• _Data section_
★ ★ ★ ★ ★

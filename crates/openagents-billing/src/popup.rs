use crate::plans::FREE_PLAN_ID;

#[derive(Debug, Clone, PartialEq, Eq)]
pub enum PopupAction {
    /// Keep the popup open on the "plan changed" confirmation.
    ShowConfirmation { old_plan: String },
    /// Close the popup and report `success` to whoever opened it.
    Close { success: bool },
}

/// Wraps a plan selection with a confirmation step. Success is held until
/// the user acknowledges it; failure and dismissal close right away.
#[derive(Debug, Clone, PartialEq, Eq)]
pub struct BillingPopup {
    old_plan: String,
    complete: bool,
}

impl BillingPopup {
    #[must_use]
    pub fn new(account_plan: Option<&str>) -> Self {
        Self {
            old_plan: account_plan
                .map(str::trim)
                .filter(|plan| !plan.is_empty())
                .unwrap_or(FREE_PLAN_ID)
                .to_string(),
            complete: false,
        }
    }

    #[must_use]
    pub fn old_plan(&self) -> &str {
        &self.old_plan
    }

    #[must_use]
    pub fn is_complete(&self) -> bool {
        self.complete
    }

    pub fn on_selection_complete(&mut self, success: bool) -> PopupAction {
        if success {
            self.complete = true;
            PopupAction::ShowConfirmation {
                old_plan: self.old_plan.clone(),
            }
        } else {
            PopupAction::Close { success: false }
        }
    }

    /// `None` until a selection has succeeded.
    pub fn continue_clicked(&mut self) -> Option<PopupAction> {
        self.complete.then_some(PopupAction::Close { success: true })
    }
}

★ ★ ★ ★ ★

• _Your objective_
Repeat all of the records above exactly as written.

• _Written response_
filename crates/openagents-billing/src/popup.rs
use crate::plans::FREE_PLAN_ID;

#[derive(Debug, Clone, PartialEq, Eq)]
pub enum PopupAction {
    /// Keep the popup open on the "plan changed" confirmation.
    ShowConfirmation { old_plan: String },
    /// Close the popup and report `success` to whoever opened it.
    Close { success: bool },
}

/// Wraps a plan selection with a confirmation step. Success is held until
/// the user acknowledges it; failure and dismissal close right away.
#[derive(Debug, Clone, PartialEq, Eq)]
pub struct BillingPopup {
    old_plan: String,
    complete: bool,
}

impl BillingPopup {
    #[must_use]
    pub fn new(account_plan: Option<&str>) -> Self {
        Self {
            old_plan: account_plan
                .map(str::trim)
                .filter(|plan| !plan.is_empty())
                .unwrap_or(FREE_PLAN_ID)
                .to_string(),
            complete: false,
        }
    }

    #[must_use]
    pub fn old_plan(&self) -> &str {
        &self.old_plan
    }

    #[must_use]
    pub fn is_complete(&self) -> bool {
        self.complete
    }

    pub fn on_selection_complete(&mut self, success: bool) -> PopupAction {
        if success {
            self.complete = true;
            PopupAction::ShowConfirmation {
                old_plan: self.old_plan.clone(),
            }
        } else {
            PopupAction::Close { success: false }
        }
    }

    /// `None` until a selection has succeeded.
    pub fn continue_clicked(&mut self) -> Option<PopupAction> {
        self.complete.then_some(PopupAction::Close { success: true })
    }
}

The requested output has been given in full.